Files and Document Extraction

Fased has a built-in Files / document extraction service. It is configured from Agent > Services and uses the gateway file limits under gateway.http.endpoints.responses.files. This is the Fased replacement for copying a generic document-extract extension: document handling is a Media/Files service contract, not a random extension card and not an Agent model provider.

What It Does

The service extracts bounded text from attachments before the Agent sees them:
  • local chat/task/channel attachments;
  • OpenResponses input_file parts;
  • URL-based file inputs when URL fetch is allowed;
  • text, Markdown, HTML, CSV, JSON, and PDF.
PDFs use text extraction first.
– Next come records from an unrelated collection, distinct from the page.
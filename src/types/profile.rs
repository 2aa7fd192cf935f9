use serde::Serialize;

/// Categorical water requirement / availability. Ordered low < medium < high.
#[derive(Debug, Clone, Copy, PartialEq, Eq, Serialize)]
#[serde(rename_all = "lowercase")]
pub enum WaterNeed {
    Low,
    Medium,
    High,
}

impl WaterNeed {
    /// Parses user-supplied text. Unknown or empty input yields `None`;
    /// callers fall back to documented neutral scores instead of failing.
    pub fn parse(value: &str) -> Option<Self> {
        match value.trim().to_lowercase().as_str() {
            "low" => Some(Self::Low),
            "medium" => Some(Self::Medium),
            "high" => Some(Self::High),
            _ => None,
        }
    }
}

#[derive(Debug, Clone, Copy, PartialEq, Eq, Serialize)]
#[serde(rename_all = "lowercase")]
pub enum Sustainability {
    Low,
    Medium,
    High,
}

impl Sustainability {
    pub fn parse(value: &str) -> Option<Self> {
        match value.trim().to_lowercase().as_str() {
            "low" => Some(Self::Low),
            "medium" => Some(Self::Medium),
            "high" => Some(Self::High),
            _ => None,
        }
    }

    /// Title-cased label used in rendered recommendations.
    pub fn display(self) -> &'static str {
        match self {
            Self::Low => "Low",
            Self::Medium => "Medium",
            Self::High => "High",
        }
    }
}

#[derive(Debug, Clone, Copy, PartialEq, Eq, Serialize)]
#[serde(rename_all = "lowercase")]
pub enum Season {
    Kharif,
    Rabi,
}

/// Static reference record describing one crop's agronomic and economic
/// characteristics. Built once at startup and immutable afterwards.
#[derive(Debug, Clone)]
pub struct CropProfile {
    pub name: &'static str,
    pub soil_types: &'static [&'static str],
    pub water_requirement: WaterNeed,
    /// (min, max) in the crop's yield unit per acre.
    pub yield_range: (f64, f64),
    /// (min, max) in rupees per acre.
    pub profit_range: (f64, f64),
    pub sustainability: Sustainability,
    pub seasons: &'static [Season],
    /// Lower-cased canonical region keys where the crop is historically grown.
    pub regions: &'static [&'static str],
    pub glyph: &'static str,
    pub yield_unit: &'static str,
    pub yield_decimals: u8,
}

impl CropProfile {
    pub fn grown_in(&self, region: &str) -> bool {
        self.regions.iter().any(|known| *known == region)
    }
}

#[cfg(test)]
mod tests {
    use super::*;

    #[test]
    fn water_need_parses_known_categories() {
        assert_eq!(WaterNeed::parse("High"), Some(WaterNeed::High));
        assert_eq!(WaterNeed::parse(" medium "), Some(WaterNeed::Medium));
        assert_eq!(WaterNeed::parse("low"), Some(WaterNeed::Low));
    }

    #[test]
    fn water_need_rejects_unknown_and_empty_input() {
        assert_eq!(WaterNeed::parse("moderate"), None);
        assert_eq!(WaterNeed::parse(""), None);
    }

    #[test]
    fn sustainability_display_is_title_cased() {
        assert_eq!(Sustainability::High.display(), "High");
        assert_eq!(Sustainability::parse("MEDIUM"), Some(Sustainability::Medium));
        assert_eq!(Sustainability::parse("n/a"), None);
    }
}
If a PDF has too little embedded text and the optional canvas dependency is available, Fased can render bounded page images for model-side understanding.

Configure

Open Agent > Services > Files / document extraction. Common fields:
  • Allow URL files: lets OpenResponses file inputs fetch remote documents.
  • Allowed MIME types: restricts file types. Leave empty for the built-in conservative defaults.
  • URL allowlist: restricts remote file hosts. Use exact hosts or *.example.com.
  • Max bytes / max chars: caps how much data is fetched and injected.
  • PDF pages / pixels / text threshold: caps PDF parsing and fallback render.
Example raw config:
{
  gateway: {
    http: {
      endpoints: {
        responses: {
          files: {
            allowUrl: true,
            urlAllowlist: ["docs.example.com", "*.trusted.example"],
            allowedMimes: ["text/plain", "text/markdown", "application/pdf"],
            maxBytes: 5242880,
            maxChars: 200000,
            pdf: { maxPages: 4, maxPixels: 4000000, minTextChars: 200 },
          },
        },
      },
    },
  },
}

Access Control

The Files service configures extraction. It does not grant every Agent file tools automatically.
  • Use Agent > Tools to allow or deny file/media tools per Agent.
  • Keep URL fetching disabled or allowlisted when the gateway is reachable from a hosted environment.
  • Treat extracted document text as untrusted external content.